Arts-and-culture types should head straight for the Centro Histórico district, currently undergoing a major restoration that’s resulted in freshly paved streets, spruced-up Spanish Baroque buildings, and the just-opened Palacio de Cultura Banamex art-and-sculpture collection (the debut exhibit features 84 works by the seminal Mexican photographer Manuel Álvarez Bravo), housed in the renovated eighteenth-century Palacio de Iturbide. Architecture and design geeks will want to wander the tony Polanco neighborhood, home to flashy showpieces of modern Mexican architecture such as Enrique Norten’s translucent green-and-blue glass-enclosed Hotel Habita and sleek, trendy cafés like Punta del Cielo. For a more downtown vibe, visit the Condesa area, whose landscaped Avenida Amsterdam is lined with more Art Deco buildings than South Beach, or shop the cutting-edge galleries of the emerging Belle Époque neighborhood of Roma, where galleries such as OMR, Nina Menocal, GAM, Kurimanzutto, and Garash represent contemporary Mexican artists like Fernando García Correa, Gabriel Orozco, and Damian Ortega. There’s nothing new about the exhaustive exhibits of Mayan and Aztec artifacts at the Museo de Antropología and the permanent collection of works by modern Mexican masters such as Diego Rivera and Rufino Tamayo at the Museo de Arte Moderno, but they’re essential stops nevertheless.

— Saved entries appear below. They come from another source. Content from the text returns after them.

//! METAR TAC -> IWXXM conversion engine.
//!
//! The rest of the application only sees the [`ConversionEngine`] trait:
//! one input text unit in, one XML document out, with every failure
//! normalized into the three [`EngineError`] kinds. The batch orchestrator
//! and handlers never need to know how decoding or encoding works.

pub mod decoder;
pub mod encoder;

use decoder::decode_metar;
use encoder::encode_iwxxm;

/// Normalized engine error taxonomy.
///
/// Decoding and encoding each carry a human-readable detail string.
/// `EmptyInput` is raised before the engine proper runs.
#[derive(Debug, Clone, PartialEq, Eq, thiserror::Error)]
pub enum EngineError {
    /// TAC message could not be decoded.
    #[error("decoding error: {0}")]
    Decode(String),

    /// Decoded report could not be encoded as IWXXM XML.
    #[error("encoding error: {0}")]
    Encode(String),

    /// Input was empty or whitespace-only.
    #[error("empty input")]
    EmptyInput,
}

/// Uniform contract over the conversion engine.
///
/// Implementations must be safe to call concurrently: each call is
/// independent, and one unit's failure must never affect sibling units.
pub trait ConversionEngine: Send + Sync {
    /// Convert a single METAR/SPECI TAC message to IWXXM XML text.
    fn convert(&self, tac: &str) -> Result<String, EngineError>;
}

/// The built-in ICAO Annex 3 engine: decode the TAC message into a
/// structured report, then serialize it as an IWXXM document.
///
/// Stateless; decoding state lives entirely on the stack of each call,
/// so a single instance is shared across all requests.
#[derive(Debug, Default, Clone)]
pub struct Annex3Engine;

impl ConversionEngine for Annex3Engine {
    fn convert(&self, tac: &str) -> Result<String, EngineError> {
        let tac = tac.trim();
        if tac.is_empty() {
            return Err(EngineError::EmptyInput);
        }

        let decoded = decode_metar(tac)?;
        encode_iwxxm(&decoded, tac)
    }
}

#[cfg(test)]
mod tests {
    use super::*;

    #[test]
    fn converts_a_routine_metar() {
        let engine = Annex3Engine;
        let xml = engine
            .convert("METAR KJFK 231751Z 18012KT 10SM FEW040 15/07 A3005")
            .unwrap();
        assert!(xml.starts_with("<?xml"));
        assert!(xml.contains("KJFK"));
    }

    #[test]
    fn blank_input_is_empty_input() {
        let engine = Annex3Engine;
        assert_eq!(engine.convert("   \n  "), Err(EngineError::EmptyInput));
    }

    #[test]
    fn garbage_is_a_decode_error() {
        let engine = Annex3Engine;
        match engine.convert("this is not a metar") {
            Err(EngineError::Decode(_)) => {}
            other => panic!("expected decode error, got {other:?}"),
        }
    }
}
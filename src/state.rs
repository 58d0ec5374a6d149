//! Shared application state passed to handlers and middleware.

use std::sync::Arc;

use crate::{config::Config, db::DbPool, engine::ConversionEngine};

/// State shared across every route.
///
/// Cloned per request by Axum; all members are cheap to clone
/// (pool and engine are reference-counted handles).
#[derive(Clone)]
pub struct AppState {
    /// PostgreSQL connection pool
    pub pool: DbPool,

    /// Loaded configuration (signing secret, validity windows, batch limits)
    pub config: Config,

    /// The METAR TAC -> IWXXM conversion engine
    pub engine: Arc<dyn ConversionEngine>,
}

impl AppState {
    pub fn new(pool: DbPool, config: Config, engine: Arc<dyn ConversionEngine>) -> Self {
        Self {
            pool,
            config,
            engine,
        }
    }
}
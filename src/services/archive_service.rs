//! Streamed-archive response strategy: render a batch outcome as a ZIP.
//!
//! Each successful conversion becomes one `<name>.xml` entry, written to
//! the archive as it is visited rather than collected first. If any unit
//! failed, a single trailing `errors.txt` entry lists every failure, one
//! per line. `finish` writes the central directory on every path, and the
//! writer finalizes on drop as well, so the archive stays structurally
//! valid.

use std::io::{Cursor, Write};

use chrono::{DateTime, Utc};
use zip::{CompressionMethod, write::FileOptions, write::ZipWriter};

use crate::{
    error::AppError,
    models::conversion::{ConversionFailure, ConvertedUnit},
};

/// Deterministic archive name from the request-start timestamp,
/// e.g. `iwxxm_batch_20260830T141503Z.zip`.
pub fn zip_filename(started_at: DateTime<Utc>) -> String {
    format!("iwxxm_batch_{}.zip", started_at.format("%Y%m%dT%H%M%SZ"))
}

/// Build the ZIP archive bytes for a batch outcome.
///
/// Entry count invariant: `results.len()` entries plus one `errors.txt`
/// iff there is at least one failure.
pub fn build_zip(
    results: &[ConvertedUnit],
    failures: &[ConversionFailure],
) -> Result<Vec<u8>, AppError> {
    let mut buffer = Vec::new();
    {
        let mut zip = ZipWriter::new(Cursor::new(&mut buffer));
        let options = FileOptions::default()
            .compression_method(CompressionMethod::Deflated)
            .unix_permissions(0o644);

        for converted in results {
            zip.start_file(format!("{}.xml", converted.name), options)?;
            zip.write_all(converted.content.as_bytes())?;
        }

        if !failures.is_empty() {
            let joined = failures
                .iter()
                .map(ToString::to_string)
                .collect::<Vec<_>>()
                .join("\n");
            zip.start_file("errors.txt", options)?;
            zip.write_all(joined.as_bytes())?;
        }

        zip.finish()?;
    }
    Ok(buffer)
}

#[cfg(test)]
mod tests {
    use super::*;
    use std::io::Read;

    fn converted(name: &str) -> ConvertedUnit {
        let content = format!("<iwxxm:METAR>{name}</iwxxm:METAR>");
        ConvertedUnit {
            name: name.to_string(),
            size_bytes: content.len(),
            content,
            source: format!("{name}.txt"),
        }
    }

    fn failure(label: &str) -> ConversionFailure {
        ConversionFailure {
            label: label.to_string(),
            message: "decoding error: bad group".to_string(),
        }
    }

    fn open(buffer: Vec<u8>) -> zip::ZipArchive<Cursor<Vec<u8>>> {
        zip::ZipArchive::new(Cursor::new(buffer)).unwrap()
    }

    #[test]
    fn one_entry_per_success_no_errors_entry_when_clean() {
        let buffer = build_zip(&[converted("a"), converted("b")], &[]).unwrap();
        let mut archive = open(buffer);
        assert_eq!(archive.len(), 2);
        assert!(archive.by_name("a.xml").is_ok());
        assert!(archive.by_name("b.xml").is_ok());
        assert!(archive.by_name("errors.txt").is_err());
    }

    #[test]
    fn failures_collapse_into_one_errors_entry() {
        let buffer = build_zip(&[converted("good")], &[failure("bad1.txt"), failure("bad2.txt")])
            .unwrap();
        let mut archive = open(buffer);
        // successes + exactly one errors entry
        assert_eq!(archive.len(), 2);

        let mut text = String::new();
        archive
            .by_name("errors.txt")
            .unwrap()
            .read_to_string(&mut text)
            .unwrap();
        let lines: Vec<&str> = text.lines().collect();
        assert_eq!(lines.len(), 2);
        assert!(lines[0].starts_with("bad1.txt: "));
        assert!(lines[1].starts_with("bad2.txt: "));
    }

    #[test]
    fn entry_content_round_trips() {
        let buffer = build_zip(&[converted("kjfk")], &[]).unwrap();
        let mut archive = open(buffer);
        let mut text = String::new();
        archive
            .by_name("kjfk.xml")
            .unwrap()
            .read_to_string(&mut text)
            .unwrap();
        assert_eq!(text, "<iwxxm:METAR>kjfk</iwxxm:METAR>");
    }

    #[test]
    fn filename_embeds_utc_timestamp() {
        let stamp = DateTime::parse_from_rfc3339("2026-08-30T14:15:03Z")
            .unwrap()
            .with_timezone(&Utc);
        assert_eq!(zip_filename(stamp), "iwxxm_batch_20260830T141503Z.zip");
    }
}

Prima, a new lounge with cocktails by Jaspar Eyears, whose mother used to run London’s Groucho Club, is the hip watering hole of the moment. The “It” place to eat is Restaurante Lamm, a chic, half open-air, half glass-enclosed contemporary Mexican restaurant attached to the Casa Lamm arts complex (try the crab raviolis with a Mayan honey sauce). And the place to bunk is the recently opened W Mexico City, the hip hotel chain’s newest contribution to stylish sleeping. The Away spa offers Aztec-style mud baths and other beauty treatments, should you crave a little makeover of your own. —Tom Samiljan

DEAL OF THE WEEK
At the beachy White Elephant hotel, a chic collection of 53 rooms and 11 cottages set on Nantucket harbor, New York Magazine readers can get 20 percent off the standard rate of $222 when they reserve a room for midweek in June—loafers and seersucker blazers not included (800-445-6574).

IF YOU’RE GOING TO …
Bhutan
So much for Buddhism. This June, Bhutan welcomes two ultra-luxe hotels, the 24-suite Amanrila Paro, where one-week-minimum stays start at $7,429 per couple (800-477-9180), and Uma Paro (44-207-447-1029; from $1,860 for three nights), a 29-room property from the design team behind the Turks and Caicos’s luxurious Parrot Cay.

Buenos Aires
Philippe Starck has teamed with Argentine fashion designer Alan Faena to convert a century-old former wheat mill into an 85-room luxury hotel. Faena Hotel + Universe opens this August with the requisite chic restaurant, hip bar, and pampering spa (54-11-4021-5555, faena-experience.com; from $300).

East Hampton
The quaint Snug Country Cottage near Georgica Pond has been refurbished and reopened as Georgica Bend, a five-room B&B with delicious home-baked breakfast treats. Several rooms have working fireplaces—not that you’ll need them in August. You will, however, appreciate the pool (631-324-4920; from $325).

Africa
The recently opened F. M. Allen store on Madison Avenue (212-737-4374) is an all-purpose safari emporium. They’ll plan your trip to, say, an elephant-riding camp in Botswana, then outfit you with all the thirties-era safari gear you can stuff in that new leather trunk.

Mexico City? Sí.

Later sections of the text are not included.